## [DESCRIPTION OF THE TASK]
Would you print the material exactly, starting at its first line and ending at the line holding "All fields are"?

## [EXTRACTED INFORMATION]
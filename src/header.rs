//! FEC trailer header.
//!
//! The header occupies the last `BLOCK_SIZE` bytes of the image.  The same
//! 60-byte record is stored twice inside that block: once at the start
//! (primary) and once at the very end (backup).  All fields are
//! little-endian:
//!
//! | Offset | Size | Field      |
//! |--------|------|------------|
//! | 0      | 4    | `magic` (`0xFECFECFE`) |
//! | 4      | 4    | `version` (0) |
//! | 8      | 4    | `size` (60) |
//! | 12     | 4    | `roots` |
//! | 16     | 4    | `fec_size` (parity bytes) |
//! | 20     | 8    | `inp_size` (protected bytes) |
//! | 28     | 32   | `hash` (SHA-256 of the parity bytes) |

use byteorder::{LittleEndian, ReadBytesExt, WriteBytesExt};
use std::io::{self, Cursor, Read, Write};
use thiserror::Error;

use crate::interleave::{Geometry, RS_SYMBOLS};
use crate::BLOCK_SIZE;

pub const FEC_MAGIC: u32 = 0xFECF_ECFE;
pub const FEC_VERSION: u32 = 0;
pub const FEC_HEADER_SIZE: usize = 60;
pub const FEC_HASH_SIZE: usize = 32;

#[derive(Error, Debug)]
pub enum HeaderError {
    #[error("Invalid FEC header magic: {0:#010x}")]
    InvalidMagic(u32),
    #[error("Unsupported FEC header version: {0}")]
    UnsupportedVersion(u32),
    #[error("Unexpected FEC header size: {0}")]
    InvalidSize(u32),
    #[error("Invalid number of roots: {0}")]
    InvalidRoots(u32),
    #[error("Unexpected number of roots: {found} (expected {expected})")]
    RootsMismatch { expected: u8, found: u8 },
    #[error("Inconsistent FEC size {fec_size} for {inp_size} input bytes")]
    InconsistentFecSize { fec_size: u32, inp_size: u64 },
    #[error("Protected size {inp_size} does not fit a {file_size}-byte image with {fec_size} parity bytes")]
    InconsistentInputSize { inp_size: u64, fec_size: u32, file_size: u64 },
    #[error("Image too small for an FEC trailer ({0} bytes)")]
    TooSmall(u64),
    #[error("IO error: {0}")]
    Io(#[from] io::Error),
}

#[derive(Debug, Clone, PartialEq, Eq)]
pub struct FecHeader {
    pub magic:    u32,
    pub version:  u32,
    pub size:     u32,
    pub roots:    u32,
    pub fec_size: u32,
    pub inp_size: u64,
    pub hash:     [u8; FEC_HASH_SIZE],
}

impl FecHeader {
    pub fn new(roots: u8, fec_size: u32, inp_size: u64, hash: [u8; FEC_HASH_SIZE]) -> Self {
        Self {
            magic:    FEC_MAGIC,
            version:  FEC_VERSION,
            size:     FEC_HEADER_SIZE as u32,
            roots:    u32::from(roots),
            fec_size,
            inp_size,
            hash,
        }
    }

    pub fn write<W: Write>(&self, mut writer: W) -> io::Result<()> {
        writer.write_u32::<LittleEndian>(self.magic)?;
        writer.write_u32::<LittleEndian>(self.version)?;
        writer.write_u32::<LittleEndian>(self.size)?;
        writer.write_u32::<LittleEndian>(self.roots)?;
        writer.write_u32::<LittleEndian>(self.fec_size)?;
        writer.write_u64::<LittleEndian>(self.inp_size)?;
        writer.write_all(&self.hash)?;
        Ok(())
    }

    /// Parses a header record and checks the fields that do not depend on the
    /// surrounding image.
    pub fn read<R: Read>(mut reader: R) -> Result<Self, HeaderError> {
        let magic = reader.read_u32::<LittleEndian>()?;
        if magic != FEC_MAGIC {
            return Err(HeaderError::InvalidMagic(magic));
        }
        let version = reader.read_u32::<LittleEndian>()?;
        if version != FEC_VERSION {
            return Err(HeaderError::UnsupportedVersion(version));
        }
        let size = reader.read_u32::<LittleEndian>()?;
        if size != FEC_HEADER_SIZE as u32 {
            return Err(HeaderError::InvalidSize(size));
        }
        let roots = reader.read_u32::<LittleEndian>()?;
        if roots == 0 || u64::from(roots) >= RS_SYMBOLS {
            return Err(HeaderError::InvalidRoots(roots));
        }
        let fec_size = reader.read_u32::<LittleEndian>()?;
        let inp_size = reader.read_u64::<LittleEndian>()?;
        let mut hash = [0u8; FEC_HASH_SIZE];
        reader.read_exact(&mut hash)?;

        Ok(Self { magic, version, size, roots, fec_size, inp_size, hash })
    }

    /// Validated root count; always in `1..=254` after [`FecHeader::read`].
    pub fn roots_u8(&self) -> u8 {
        self.roots as u8
    }

    pub fn geometry(&self) -> Result<Geometry, HeaderError> {
        Geometry::new(self.inp_size, self.roots_u8()).map_err(|_| HeaderError::InvalidRoots(self.roots))
    }

    /// Checks this header against the image it was read from.
    ///
    /// `expected_roots` is the root count the caller opened the image with;
    /// `file_size` is the size of the whole backing image.
    pub fn validate(&self, expected_roots: u8, file_size: u64) -> Result<(), HeaderError> {
        if self.roots_u8() != expected_roots {
            return Err(HeaderError::RootsMismatch { expected: expected_roots, found: self.roots_u8() });
        }
        if self.fec_size % self.roots != 0 || u64::from(self.fec_size) % BLOCK_SIZE != 0 {
            return Err(HeaderError::InconsistentFecSize { fec_size: self.fec_size, inp_size: self.inp_size });
        }
        if self.inp_size % BLOCK_SIZE != 0
            || self.inp_size.checked_add(u64::from(self.fec_size)).and_then(|s| s.checked_add(BLOCK_SIZE))
                != Some(file_size)
        {
            return Err(HeaderError::InconsistentInputSize {
                inp_size:  self.inp_size,
                fec_size:  self.fec_size,
                file_size,
            });
        }
        if u64::from(self.fec_size) != self.geometry()?.parity_size() {
            return Err(HeaderError::InconsistentFecSize { fec_size: self.fec_size, inp_size: self.inp_size });
        }
        Ok(())
    }

    pub fn to_bytes(&self) -> [u8; FEC_HEADER_SIZE] {
        let mut buf = [0u8; FEC_HEADER_SIZE];
        // A fixed-size cursor over the exact record length cannot run short.
        let _ = self.write(Cursor::new(&mut buf[..]));
        buf
    }

    /// The final trailer block: primary copy at the start, backup at the end,
    /// zeros in between.
    pub fn to_block(&self) -> Vec<u8> {
        let record = self.to_bytes();
        let mut block = vec![0u8; BLOCK_SIZE as usize];
        block[..FEC_HEADER_SIZE].copy_from_slice(&record);
        block[BLOCK_SIZE as usize - FEC_HEADER_SIZE..].copy_from_slice(&record);
        block
    }

    /// Parses the trailer block, preferring the primary copy and falling back
    /// to the backup when the primary is damaged.
    ///
    /// Returns the header and whether the backup copy was used.
    pub fn from_block(block: &[u8], expected_roots: u8, file_size: u64) -> Result<(Self, bool), HeaderError> {
        if block.len() < BLOCK_SIZE as usize {
            return Err(HeaderError::TooSmall(block.len() as u64));
        }
        let primary = Self::read(&block[..FEC_HEADER_SIZE])
            .and_then(|h| h.validate(expected_roots, file_size).map(|_| h));
        match primary {
            Ok(h) => Ok((h, false)),
            Err(primary_err) => {
                let tail = &block[BLOCK_SIZE as usize - FEC_HEADER_SIZE..BLOCK_SIZE as usize];
                match Self::read(tail).and_then(|h| h.validate(expected_roots, file_size).map(|_| h)) {
                    Ok(h) => Ok((h, true)),
                    Err(_) => Err(primary_err),
                }
            }
        }
    }
}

## [RESULT FOR THIS EXERCISE]
filename src/header.rs
//! FEC trailer header.
//!
//! The header occupies the last `BLOCK_SIZE` bytes of the image.  The same
//! 60-byte record is stored twice inside that block: once at the start
//! (primary) and once at the very end (backup).  All fields are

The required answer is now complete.